PricewaterHouseCoopers (PwC) has set up an Asia-Pacific family business hub in Singapore, the island city-state where 89% of family businesses do not have a succession plan.
Sian Steele, PwC UK family business leader who helped established the centre, said issues facing family businesses are universal.
However, Asia Pacific family business owners do not have the networking, communication, and support as developed in mature markets when they confront transition issues from first to second and second to third ownerships, Steele said.
“This concept of longevity stewardship, that we feel comfortable with in Europe and the Americas, is quite new to them and our centre is in response to an increase in demand from clients for those kinds of inputs from the West,” Steele added.
This is backed up by research from Singapore Management University and Deloitte, published last year. Asian Business Families Governance: Cross the Chasm for Inter-Generational Change found 83% of Asian families do not have concrete succession plans even though 85% expect to pass on their businesses in five years or less.

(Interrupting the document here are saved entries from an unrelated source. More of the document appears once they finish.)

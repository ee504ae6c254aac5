//! Bounded retry with exponential backoff and jitter for chain calls.
//!
//! Transient failures are retried up to the policy's attempt budget;
//! permanent failures ([`ChainError::is_retryable`] == false) surface to
//! the caller immediately.

use std::{future::Future, time::Duration};

use rand::Rng;
use tracing::warn;

use crate::error::ChainError;

pub type Attempt = u32;

/// Names a request in retry logs without carrying any payload secrets.
#[derive(Debug, Clone)]
pub struct RequestLog {
	pub request_name: &'static str,
	pub detail: Option<String>,
}

impl RequestLog {
	pub fn new(request_name: &'static str, detail: Option<String>) -> Self {
		Self { request_name, detail }
	}
}

#[derive(Debug, Clone, Copy)]
pub struct BackoffPolicy {
	pub base_delay: Duration,
	pub max_delay: Duration,
	/// Fractional jitter applied symmetrically, e.g. 0.2 for ±20%.
	pub jitter: f64,
	pub max_attempts: Attempt,
}

impl Default for BackoffPolicy {
	fn default() -> Self {
		Self {
			base_delay: Duration::from_millis(500),
			max_delay: Duration::from_secs(8),
			jitter: 0.2,
			max_attempts: 5,
		}
	}
}

impl BackoffPolicy {
	/// Delay before the retry following `attempt` (0-based).
	pub fn delay(&self, attempt: Attempt) -> Duration {
		let exponential = self
			.base_delay
			.saturating_mul(2u32.saturating_pow(attempt))
			.min(self.max_delay);
		let jitter_factor =
			1.0 + self.jitter * rand::thread_rng().gen_range(-1.0..=1.0);
		exponential.mul_f64(jitter_factor.max(0.0))
	}
}

/// Run `request` until it succeeds, fails permanently, or the attempt
/// budget is exhausted.
pub async fn with_retries<T, F, Fut>(
	policy: BackoffPolicy,
	log: RequestLog,
	mut request: F,
) -> Result<T, ChainError>
where
	F: FnMut() -> Fut,
	Fut: Future<Output = Result<T, ChainError>>,
{
	let mut attempt: Attempt = 0;
	loop {
		match request().await {
			Ok(value) => return Ok(value),
			Err(error) if error.is_retryable() && attempt + 1 < policy.max_attempts => {
				let delay = policy.delay(attempt);
				warn!(
					request = log.request_name,
					detail = log.detail.as_deref().unwrap_or(""),
					attempt,
					?delay,
					"Chain request failed transiently, retrying: {error}"
				);
				tokio::time::sleep(delay).await;
				attempt += 1;
			},
			Err(error) => return Err(error),
		}
	}
}

#[cfg(test)]
mod tests {
	use super::*;
	use std::sync::atomic::{AtomicU32, Ordering};

	fn fast_policy() -> BackoffPolicy {
		BackoffPolicy {
			base_delay: Duration::from_millis(1),
			max_delay: Duration::from_millis(4),
			jitter: 0.2,
			max_attempts: 5,
		}
	}

	#[tokio::test]
	async fn retries_transient_errors_until_success() {
		let calls = AtomicU32::new(0);
		let result = with_retries(fast_policy(), RequestLog::new("get_stake", None), || {
			let attempt = calls.fetch_add(1, Ordering::Relaxed);
			async move {
				if attempt < 2 {
					Err(ChainError::Transient(anyhow::anyhow!("rpc timeout")))
				} else {
					Ok(attempt)
				}
			}
		})
		.await
		.unwrap();
		assert_eq!(result, 2);
		assert_eq!(calls.load(Ordering::Relaxed), 3);
	}

	#[tokio::test]
	async fn gives_up_after_attempt_budget() {
		let calls = AtomicU32::new(0);
		let result: Result<(), _> =
			with_retries(fast_policy(), RequestLog::new("execute", None), || {
				calls.fetch_add(1, Ordering::Relaxed);
				async { Err(ChainError::Transient(anyhow::anyhow!("unreachable node"))) }
			})
			.await;
		assert!(result.is_err());
		assert_eq!(calls.load(Ordering::Relaxed), 5);
	}

	#[tokio::test]
	async fn permanent_errors_are_not_retried() {
		let calls = AtomicU32::new(0);
		let result: Result<(), _> =
			with_retries(fast_policy(), RequestLog::new("execute", None), || {
				calls.fetch_add(1, Ordering::Relaxed);
				async { Err(ChainError::ContractAbort(3)) }
			})
			.await;
		assert!(matches!(result, Err(ChainError::ContractAbort(3))));
		assert_eq!(calls.load(Ordering::Relaxed), 1);
	}

	#[test]
	fn delay_is_capped_with_jitter_margin() {
		let policy = BackoffPolicy::default();
		for attempt in 0..10 {
			let delay = policy.delay(attempt);
			assert!(delay <= policy.max_delay.mul_f64(1.0 + policy.jitter));
		}
		assert!(policy.delay(0) >= policy.base_delay.mul_f64(1.0 - policy.jitter));
	}
}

Separate research by PwC suggests only 15% of family businesses in Singapore have conflict resolution mechanisms in place – compared to 27% globally.
Ng Siew Quan, PwC’s Asia Pacific entrepreneurial and private clients leader, will lead the centre.
An 11-strong international advisory council with a broad mix of experience including business selling, conflict, and mediation will support Quan.
“The problems that people face [in Asia Pacific] are: how do we communicate effectively as a family? How do we professionalise the way that we behave as shareholders? How do we make sure our business interactions are done in a co-ordinated and strategic way? How do we deal with employing members of the family? And how do we deal with skills gaps?,” Steele concluded.